There is compulsion training (becoming a thing of the past) corrections are used to train and proof a dog's obedience, enforcing the fact that the guy with the club better be obeyed. 

The rest of us fall somewhere in between. Those who use training collars are as likely if not more likely to stuff treats in their dog's face as those who don't. Some use 90-95% praise -- setting the dog up to succeed and praising, and after a correction, whether physical or verbal, again setting the dog up to succeed so that the dog will be praised, several more times before training is over. Others are a little heavier handed and set the dog up to fail so they can correct the failure so the dog will get it and do better next time. But again they still do better than balanced when it comes to working with the dog to succeed and be praised, if their training is any good at all. 

Training should not be a chore. Don't train when you are in a rush or when you are irritated/in a bad mood, skip the day instead. Training should be fun for you and the dog. It should be filled with praise and successes. It builds respect between the dog and the handler -- two ways.


----------



## selzer (May 7, 2005)

Cassidy's Mom said:


> I know nothing about your particular instructor or this particular class, but that type of reactive dog class is based on counter-conditioning, which works on changing the dog's state of mind, not its behavior. The point is that the cause of the behavior is fear/stress/anxiety and if you can change that emotional response to the trigger/s there is no longer any need for reactive displays. So rather than just correcting behavior, you're removing the reason for the behavior. If your dog is fearful around other dogs do you want him to just stop barking and lunging at them while remaining tense and stressed, or do you want him to be relaxed and comfortable around them, in which case he's going to stop trying to scare them away? That's the general concept behind most reactive dog classes. A very important part is keeping dogs under threshold so they're capable of learning. You want to interrupt the dog BEFORE it erupts in a reactive display. A class can be helpful because the instructor can set up controlled situations, unlike the real world where you might encounter a trigger unexpectedly at any time.
> 
> It can be very effective with the right kind of dog and a trainer who is good at evaluating dogs. Since your dog is getting worse, it's either not the approach for him, or it's not being implemented properly, or both. In any case, I'd be trying something different rather than keep on doing the same thing and hoping for better results.
> 
> ...


Once a dog is entrenched in this behavior, I think it makes sense to go this route. But for a young dog who is just starting to act like an ass when he sees another dog, a quick significant Knock it off! with whatever level of correction the dog is accustomed to, might knock the behavior off before it becomes a habit. And after the Knock It Off! you continue to move the dog along and out of the situation. 
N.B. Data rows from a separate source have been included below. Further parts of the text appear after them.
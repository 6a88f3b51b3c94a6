//! Task queue account state

use escrow_core::{AccountMeta, AccountState, CompiledTransaction, EscrowResult, Pubkey};
use serde::{Deserialize, Serialize};

/// Program-wide configuration, initialized once
#[derive(Debug, Clone, PartialEq, Eq, Serialize, Deserialize)]
pub struct QueueConfig {
    pub authority: Pubkey,
    /// Lamports a new queue must deposit to fund follow-on tasks
    pub min_deposit: u64,
    pub next_task_queue_id: u32,
    pub bump: u8,
}

impl AccountState for QueueConfig {
    const NAME: &'static str = "QueueConfig";
}

/// Occupancy flags, one bit per slot, LSB first within each byte
#[derive(Debug, Clone, PartialEq, Eq, Serialize, Deserialize)]
pub struct TaskBitmap {
    capacity: u16,
    bits: Vec<u8>,
}

#[inline]
fn read_bit(byte: u8, n: u8) -> bool {
    (byte >> n) & 1 == 1
}

impl TaskBitmap {
    pub fn new(capacity: u16) -> Self {
        Self {
            capacity,
            bits: vec![0; (capacity as usize).div_ceil(8)],
        }
    }

    pub fn capacity(&self) -> u16 {
        self.capacity
    }

    /// Whether slot `id` is occupied; out-of-range ids read as free
    pub fn is_set(&self, id: u16) -> bool {
        id < self.capacity && read_bit(self.bits[id as usize / 8], (id % 8) as u8)
    }

    pub fn set(&mut self, id: u16) {
        if id < self.capacity {
            self.bits[id as usize / 8] |= 1 << (id % 8);
        }
    }

    pub fn clear(&mut self, id: u16) {
        if id < self.capacity {
            self.bits[id as usize / 8] &= !(1 << (id % 8));
        }
    }

    pub fn count_set(&self) -> u16 {
        self.bits.iter().map(|b| b.count_ones() as u16).sum()
    }

    pub fn is_full(&self) -> bool {
        self.count_set() >= self.capacity
    }

    /// Lowest free slot
    pub fn first_free(&self) -> Option<u16> {
        self.free_ids().next()
    }

    pub fn free_ids(&self) -> impl Iterator<Item = u16> + '_ {
        (0..self.capacity).filter(|id| !self.is_set(*id))
    }

    pub fn occupied_ids(&self) -> impl Iterator<Item = u16> + '_ {
        (0..self.capacity).filter(|id| self.is_set(*id))
    }
}

#[derive(Debug, Clone, PartialEq, Eq, Serialize, Deserialize)]
pub struct TaskQueue {
    pub id: u32,
    pub queue_config: Pubkey,
    pub update_authority: Pubkey,
    pub name: String,
    pub capacity: u16,
    pub min_crank_reward: u64,
    /// Seconds past eligibility after which a task may be reclaimed
    pub stale_task_age: u32,
    /// Largest serialized payload a task may carry
    pub max_transaction_size: u32,
    pub num_queue_authorities: u16,
    pub task_bitmap: TaskBitmap,
    pub created_at: i64,
    pub updated_at: i64,
    pub bump: u8,
}

impl AccountState for TaskQueue {
    const NAME: &'static str = "TaskQueue";
}

/// Registration allowing `queue_authority` to enqueue on `task_queue`
#[derive(Debug, Clone, PartialEq, Eq, Serialize, Deserialize)]
pub struct TaskQueueAuthority {
    pub task_queue: Pubkey,
    pub queue_authority: Pubkey,
    pub bump: u8,
}

impl AccountState for TaskQueueAuthority {
    const NAME: &'static str = "TaskQueueAuthority";
}

#[derive(Debug, Clone, PartialEq, Eq, Serialize, Deserialize)]
pub struct TaskQueueNameMapping {
    pub task_queue: Pubkey,
    pub name: String,
    pub bump: u8,
}

impl AccountState for TaskQueueNameMapping {
    const NAME: &'static str = "TaskQueueNameMapping";
}

#[derive(Debug, Clone, Copy, PartialEq, Eq, Serialize, Deserialize)]
pub enum Trigger {
    Now,
    Timestamp(i64),
}

impl Trigger {
    /// First unix timestamp at which a task queued at `queued_at` may run.
    /// A timestamp already in the past counts from the time of queueing.
    pub fn eligible_at(&self, queued_at: i64) -> i64 {
        match self {
            Trigger::Now => queued_at,
            Trigger::Timestamp(ts) => (*ts).max(queued_at),
        }
    }
}

/// Compiled instructions plus the accounts resolved when the task runs
#[derive(Debug, Clone, PartialEq, Eq, Serialize, Deserialize)]
pub struct TaskPayload {
    pub transaction: CompiledTransaction,
    pub remaining_accounts: Vec<AccountMeta>,
}

impl TaskPayload {
    pub fn new(transaction: CompiledTransaction, remaining_accounts: Vec<AccountMeta>) -> Self {
        Self {
            transaction,
            remaining_accounts,
        }
    }

    /// Serialized size checked against the queue's transaction limit
    pub fn size(&self) -> EscrowResult<usize> {
        Ok(bincode::serialized_size(self)? as usize)
    }
}

#[derive(Debug, Clone, PartialEq, Eq, Serialize, Deserialize)]
pub struct Task {
    pub task_queue: Pubkey,
    pub id: u16,
    pub trigger: Trigger,
    pub payload: TaskPayload,
    pub description: String,
    pub crank_reward: u64,
    /// Rent locked in the task account on creation
    pub rent_amount: u64,
    /// Receives everything but the reward when the task is closed
    pub rent_refund: Pubkey,
    /// Follow-on tasks the payload may queue when it runs
    pub free_tasks: u8,
    pub queued_at: i64,
    pub bump: u8,
}

impl AccountState for Task {
    const NAME: &'static str = "Task";
}

impl Task {
    pub fn eligible_at(&self) -> i64 {
        self.trigger.eligible_at(self.queued_at)
    }

    pub fn is_eligible(&self, now: i64) -> bool {
        now >= self.eligible_at()
    }

    /// Seconds since the task became eligible, negative before that
    pub fn age(&self, now: i64) -> i64 {
        now.saturating_sub(self.eligible_at())
    }
}

/// A follow-on task requested by a payload
#[derive(Debug, Clone, PartialEq, Eq, Serialize, Deserialize)]
pub struct TaskReturn {
    pub trigger: Trigger,
    pub payload: TaskPayload,
    pub crank_reward: Option<u64>,
    pub free_tasks: u8,
    pub description: String,
}

/// Return data a payload instruction sets to chain follow-on tasks
#[derive(Debug, Clone, Default, PartialEq, Eq, Serialize, Deserialize)]
pub struct RunTaskReturn {
    pub tasks: Vec<TaskReturn>,
}

impl AccountState for RunTaskReturn {
    const NAME: &'static str = "RunTaskReturn";
}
There is more than one thing going on here. For the young dog, that begins this, is corrected strongly enough to cut out the behavior, it will generally find with every encounter that he is not attacked by another dog, that he need not be afraid of other dogs. 

But if the dog gets into the zone of barking and lunging and we remove the dog from the situation without a correction, the dog wins. It has made barking and lunging do what he wanted to have happen -- distance between him and scary dogs. It worked. So we start bringing him around other dogs but far enough away to try not to have a reaction. And so long as we can continue to work under that threshold and slowly decrease that bubble, eventually we have a dog that is ok for the most part around other dogs. 

The dog that was corrected, is around other dogs without being attacked and he also feels more and more comfortable. This is a good place for classes. The dogs are not pack members, but are not different every week. So the dog does get used to them. Six weeks later the class changes and the dog gets used to the new dogs and it is easier each time the changes happen. 

Letting the dog remain in the bad place, where he reacts like a nut, works himself into a state, is far worse than a good solid well-timed correction, and moving on. Either way it takes skill, keeping a dog under its threshold and following its body language being being hyper-sensitive to the environment. Or, being calm and assertive, correcting unwanted behavior and moving on without any fan fare -- not waiting around to apologize to the other owner, not berating the dog after the original correction, maybe adjusting the path to keep distance, without moving backwards and away from due to the bad behavior. 

If that makes any sense.


----------



## GypsyGhost (Dec 29, 2014)

selzer said:


> I wish we could all get off the positive-only horse. Training should be 90-95% positive, not balanced at all. But not giving that negative marker, "no" or "eh!" means half of your available communication is just gone. So no, I do not agree with ignoring incorrect behavior.
> 
> Further, in this instance, a sharp, No! and even a correction with a prong collar if you are correcting, when the dog begins to aggress might be a lot more humane. It may let the dog know in no uncertain terms that that behavior is not going to work period. And if done correctly with proper timing it can get the dog out of a bad place a lot quicker and a lot easier for everyone involved including the dog.
> 
> ...


I wish we could all get off the PO horse, too. Unfortunately, there are a ton of trainers out there who promote this nonsense, and it does no one any good. I have no problem with motivational training. It's what I prefer. It's a good way to teach things. 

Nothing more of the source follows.